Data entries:
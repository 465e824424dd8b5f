//! Sale and sale-hedge writes.

use crate::domain::{Hedge, SaleId, VesselId};
use tracing::info;

use super::{now_ms, NewSale, Repository};

impl Repository {
    /// Allocate part of a vessel's cargo to a counterparty.
    ///
    /// # Errors
    /// Returns an error if the insert fails, including when the vessel does not exist.
    pub async fn insert_sale(
        &self,
        vessel_id: VesselId,
        sale: &NewSale,
    ) -> Result<SaleId, sqlx::Error> {
        let result = sqlx::query(
            r#"
            INSERT INTO sales (
                vessel_id, counterparty, deal_type, volume, sale_premium,
                sale_flat_price, created_at
            ) VALUES (?, ?, ?, ?, ?, ?, ?)
            "#,
        )
        .bind(vessel_id.as_i64())
        .bind(sale.counterparty.as_str())
        .bind(sale.deal_type.as_str())
        .bind(sale.volume.to_canonical_string())
        .bind(sale.sale_premium.map(|d| d.to_canonical_string()))
        .bind(sale.sale_flat_price.map(|d| d.to_canonical_string()))
        .bind(now_ms())
        .execute(&self.pool)
        .await?;

        let id = SaleId::new(result.last_insert_rowid());
        info!(
            vessel_id = %vessel_id,
            sale_id = id.as_i64(),
            counterparty = %sale.counterparty,
            deal_type = %sale.deal_type,
            "Sale recorded"
        );
        Ok(id)
    }

    /// Record a futures hedge against a sale.
    ///
    /// # Errors
    /// Returns an error if the insert fails, including when the sale does not exist.
    pub async fn insert_sale_hedge(&self, sale_id: SaleId, hedge: &Hedge) -> Result<i64, sqlx::Error> {
        let result = sqlx::query(
            r#"
            INSERT INTO sale_hedges (sale_id, volume, price, contracts, created_at)
            VALUES (?, ?, ?, ?, ?)
            "#,
        )
        .bind(sale_id.as_i64())
        .bind(hedge.volume.to_canonical_string())
        .bind(hedge.price.to_canonical_string())
        .bind(i64::from(hedge.contracts))
        .bind(now_ms())
        .execute(&self.pool)
        .await?;

        Ok(result.last_insert_rowid())
    }
}
//! Denormalized vessel reads: each vessel with its purchase hedges and its
//! sales-with-hedges embedded, read inside one transaction so the engine sees
//! a consistent snapshot.

use crate::domain::{
    Counterparty, DealType, Hedge, SaleId, SaleRecord, SupplierRef, VesselId, VesselRecord,
};
use sqlx::sqlite::SqliteRow;
use sqlx::{Row, Sqlite, Transaction};
use std::collections::HashMap;
use std::str::FromStr;
use tracing::debug;

use super::{parse_decimal, parse_optional_decimal, Repository};

impl Repository {
    /// Load every vessel, ordered by id.
    ///
    /// # Errors
    /// Returns an error if any query fails.
    pub async fn load_vessels(&self) -> Result<Vec<VesselRecord>, sqlx::Error> {
        self.load_snapshot(None).await
    }

    /// Load one vessel, or `None` if it does not exist.
    ///
    /// # Errors
    /// Returns an error if any query fails.
    pub async fn load_vessel(&self, id: VesselId) -> Result<Option<VesselRecord>, sqlx::Error> {
        Ok(self.load_snapshot(Some(id)).await?.into_iter().next())
    }

    async fn load_snapshot(
        &self,
        only: Option<VesselId>,
    ) -> Result<Vec<VesselRecord>, sqlx::Error> {
        let only = only.map(|id| id.as_i64());
        let mut tx = self.pool.begin().await?;

        let mut purchase_hedges = query_purchase_hedges(&mut tx, only).await?;
        let mut sale_hedges = query_sale_hedges(&mut tx, only).await?;

        let sale_rows = sqlx::query(
            r#"
            SELECT id, vessel_id, counterparty, deal_type, volume, sale_premium, sale_flat_price
            FROM sales
            WHERE (? IS NULL OR vessel_id = ?)
            ORDER BY id ASC
            "#,
        )
        .bind(only)
        .bind(only)
        .fetch_all(&mut *tx)
        .await?;

        let mut sales: HashMap<i64, Vec<SaleRecord>> = HashMap::new();
        for row in &sale_rows {
            let id: i64 = row.get("id");
            let vessel_id: i64 = row.get("vessel_id");
            let deal_type_raw: String = row.get("deal_type");
            let deal_type = DealType::from_str(&deal_type_raw)
                .map_err(|e| sqlx::Error::Decode(format!("sale {}: {}", id, e).into()))?;

            sales.entry(vessel_id).or_default().push(SaleRecord {
                id: SaleId::new(id),
                counterparty: Counterparty::new(row.get::<String, _>("counterparty")),
                deal_type,
                volume: parse_decimal("sales", id, "volume", row.get("volume"))?,
                sale_premium: parse_optional_decimal(
                    "sales",
                    id,
                    "sale_premium",
                    row.get("sale_premium"),
                )?,
                sale_flat_price: parse_optional_decimal(
                    "sales",
                    id,
                    "sale_flat_price",
                    row.get("sale_flat_price"),
                )?,
                hedges: sale_hedges.remove(&id).unwrap_or_default(),
            });
        }

        let vessel_rows = sqlx::query(
            r#"
            SELECT id, name, product, volume, purchase_premium, purchase_flat_price, supplier
            FROM vessels
            WHERE (? IS NULL OR id = ?)
            ORDER BY id ASC
            "#,
        )
        .bind(only)
        .bind(only)
        .fetch_all(&mut *tx)
        .await?;

        tx.commit().await?;

        let vessels = vessel_rows
            .iter()
            .map(|row| -> Result<VesselRecord, sqlx::Error> {
                let id: i64 = row.get("id");
                Ok(VesselRecord {
                    id: VesselId::new(id),
                    name: row.get("name"),
                    product: row.get("product"),
                    volume: parse_decimal("vessels", id, "volume", row.get("volume"))?,
                    purchase_premium: parse_optional_decimal(
                        "vessels",
                        id,
                        "purchase_premium",
                        row.get("purchase_premium"),
                    )?,
                    purchase_flat_price: parse_optional_decimal(
                        "vessels",
                        id,
                        "purchase_flat_price",
                        row.get("purchase_flat_price"),
                    )?,
                    supplier: row.get::<Option<String>, _>("supplier").map(SupplierRef::new),
                    purchase_hedges: purchase_hedges.remove(&id).unwrap_or_default(),
                    sales: sales.remove(&id).unwrap_or_default(),
                })
            })
            .collect::<Result<Vec<_>, _>>()?;

        debug!(vessels = vessels.len(), sales = sale_rows.len(), "Loaded vessel snapshot");
        Ok(vessels)
    }
}

fn hedge_from_row(table: &str, row: &SqliteRow) -> Result<Hedge, sqlx::Error> {
    let id: i64 = row.get("id");
    let contracts: i64 = row.get("contracts");
    Ok(Hedge {
        volume: parse_decimal(table, id, "volume", row.get("volume"))?,
        price: parse_decimal(table, id, "price", row.get("price"))?,
        contracts: u32::try_from(contracts).unwrap_or(0),
    })
}

/// Purchase hedges keyed by vessel id, in insertion order.
async fn query_purchase_hedges(
    tx: &mut Transaction<'_, Sqlite>,
    only: Option<i64>,
) -> Result<HashMap<i64, Vec<Hedge>>, sqlx::Error> {
    let rows = sqlx::query(
        r#"
        SELECT id, vessel_id, volume, price, contracts
        FROM purchase_hedges
        WHERE (? IS NULL OR vessel_id = ?)
        ORDER BY id ASC
        "#,
    )
    .bind(only)
    .bind(only)
    .fetch_all(&mut **tx)
    .await?;

    let mut by_vessel: HashMap<i64, Vec<Hedge>> = HashMap::new();
    for row in &rows {
        by_vessel
            .entry(row.get("vessel_id"))
            .or_default()
            .push(hedge_from_row("purchase_hedges", row)?);
    }
    Ok(by_vessel)
}

/// Sale hedges keyed by sale id, in insertion order.
async fn query_sale_hedges(
    tx: &mut Transaction<'_, Sqlite>,
    only: Option<i64>,
) -> Result<HashMap<i64, Vec<Hedge>>, sqlx::Error> {
    let rows = sqlx::query(
        r#"
        SELECT sh.id, sh.sale_id, sh.volume, sh.price, sh.contracts
        FROM sale_hedges sh
        JOIN sales s ON s.id = sh.sale_id
        WHERE (? IS NULL OR s.vessel_id = ?)
        ORDER BY sh.id ASC
        "#,
    )
    .bind(only)
    .bind(only)
    .fetch_all(&mut **tx)
    .await?;

    let mut by_sale: HashMap<i64, Vec<Hedge>> = HashMap::new();
    for row in &rows {
        by_sale
            .entry(row.get("sale_id"))
            .or_default()
            .push(hedge_from_row("sale_hedges", row)?);
    }
    Ok(by_sale)
}
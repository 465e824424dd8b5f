use axum::{
    http::StatusCode,
    response::{IntoResponse, Response},
    Json,
};
use serde_json::json;
use thiserror::Error;

use crate::domain::Decimal;

/// Errors raised when a record cannot be priced. Degenerate inputs (zero
/// volumes, no sales, no hedges) are normalized to zero and never surface here.
#[derive(Debug, Clone, PartialEq, Eq, Error)]
pub enum EngineError {
    #[error("Unknown product: {0}")]
    UnknownProduct(String),
    /// A volume is negative, or a figure is beyond the magnitude the engine
    /// can multiply and sum without overflowing.
    #[error("{field} out of range: {value}")]
    OutOfRange { field: &'static str, value: Decimal },
}

#[derive(Debug, Error)]
pub enum AppError {
    #[error("Configuration error: {0}")]
    Config(String),
    #[error("Internal server error: {0}")]
    Internal(String),
    #[error("Not found: {0}")]
    NotFound(String),
    #[error("Bad request: {0}")]
    BadRequest(String),
    #[error("Unprocessable: {0}")]
    Unprocessable(String),
}

impl From<sqlx::Error> for AppError {
    fn from(err: sqlx::Error) -> Self {
        AppError::Internal(err.to_string())
    }
}

impl From<EngineError> for AppError {
    fn from(err: EngineError) -> Self {
        AppError::Unprocessable(err.to_string())
    }
}

impl IntoResponse for AppError {
    fn into_response(self) -> Response {
        let (status, error_message) = match self {
            AppError::Config(msg) => (StatusCode::INTERNAL_SERVER_ERROR, msg),
            AppError::Internal(msg) => (StatusCode::INTERNAL_SERVER_ERROR, msg),
            AppError::NotFound(msg) => (StatusCode::NOT_FOUND, msg),
            AppError::BadRequest(msg) => (StatusCode::BAD_REQUEST, msg),
            AppError::Unprocessable(msg) => (StatusCode::UNPROCESSABLE_ENTITY, msg),
        };

        let body = Json(json!({
            "error": error_message,
        }));

        (status, body).into_response()
    }
}

#[cfg(test)]
mod tests {
    use super::*;

    #[test]
    fn test_engine_error_maps_to_unprocessable() {
        let err: AppError = EngineError::UnknownProduct("oats".to_string()).into();
        let response = err.into_response();
        assert_eq!(response.status(), StatusCode::UNPROCESSABLE_ENTITY);

        let err: AppError = EngineError::OutOfRange {
            field: "sale volume",
            value: Decimal::from(-5),
        }
        .into();
        assert_eq!(err.to_string(), "Unprocessable: sale volume out of range: -5");
    }

    #[test]
    fn test_not_found_status() {
        let response = AppError::NotFound("vessel 9".to_string()).into_response();
        assert_eq!(response.status(), StatusCode::NOT_FOUND);
    }
}
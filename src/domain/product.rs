//! Traded product identity.

use crate::error::EngineError;
use serde::{Deserialize, Serialize};
use std::str::FromStr;

/// A product carried by a vessel. Fixes the price-unit conversion factor and
/// the futures contract size (see `engine::reference`).
#[derive(Debug, Clone, Copy, PartialEq, Eq, PartialOrd, Ord, Hash, Serialize, Deserialize)]
#[serde(rename_all = "snake_case")]
pub enum Product {
    /// Quoted in cents/bushel on the exchange.
    Corn,
    /// Quoted in $/short ton on the exchange.
    SoybeanMeal,
    Wheat,
    Barley,
}

impl Product {
    pub const ALL: [Product; 4] = [
        Product::Corn,
        Product::SoybeanMeal,
        Product::Wheat,
        Product::Barley,
    ];

    /// Canonical code as stored and serialized.
    pub fn code(&self) -> &'static str {
        match self {
            Product::Corn => "corn",
            Product::SoybeanMeal => "soybean_meal",
            Product::Wheat => "wheat",
            Product::Barley => "barley",
        }
    }
}

impl std::fmt::Display for Product {
    fn fmt(&self, f: &mut std::fmt::Formatter<'_>) -> std::fmt::Result {
        f.write_str(self.code())
    }
}

impl FromStr for Product {
    type Err = EngineError;

    fn from_str(s: &str) -> Result<Self, Self::Err> {
        let normalized: String = s
            .trim()
            .to_ascii_lowercase()
            .chars()
            .map(|c| if c == '-' || c == ' ' { '_' } else { c })
            .collect();

        match normalized.as_str() {
            "corn" | "mais" => Ok(Product::Corn),
            "soybean_meal" | "soymeal" | "tourteau_soja" => Ok(Product::SoybeanMeal),
            "wheat" | "ble" => Ok(Product::Wheat),
            "barley" | "orge" => Ok(Product::Barley),
            _ => Err(EngineError::UnknownProduct(s.to_string())),
        }
    }
}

WORK ORDER: The lines above, from the start of the records through the one containing "vessel does not exist.", are to be printed exactly, and nothing else is to be included.

SOLUTION FOR THIS TASK:
repository 465e824424dd8b5f
//! Sale and sale-hedge writes.

use crate::domain::{Hedge, SaleId, VesselId};
use tracing::info;

use super::{now_ms, NewSale, Repository};

impl Repository {
    /// Allocate part of a vessel's cargo to a counterparty.
    ///
    /// # Errors
    /// Returns an error if the insert fails, including when the vessel does not exist.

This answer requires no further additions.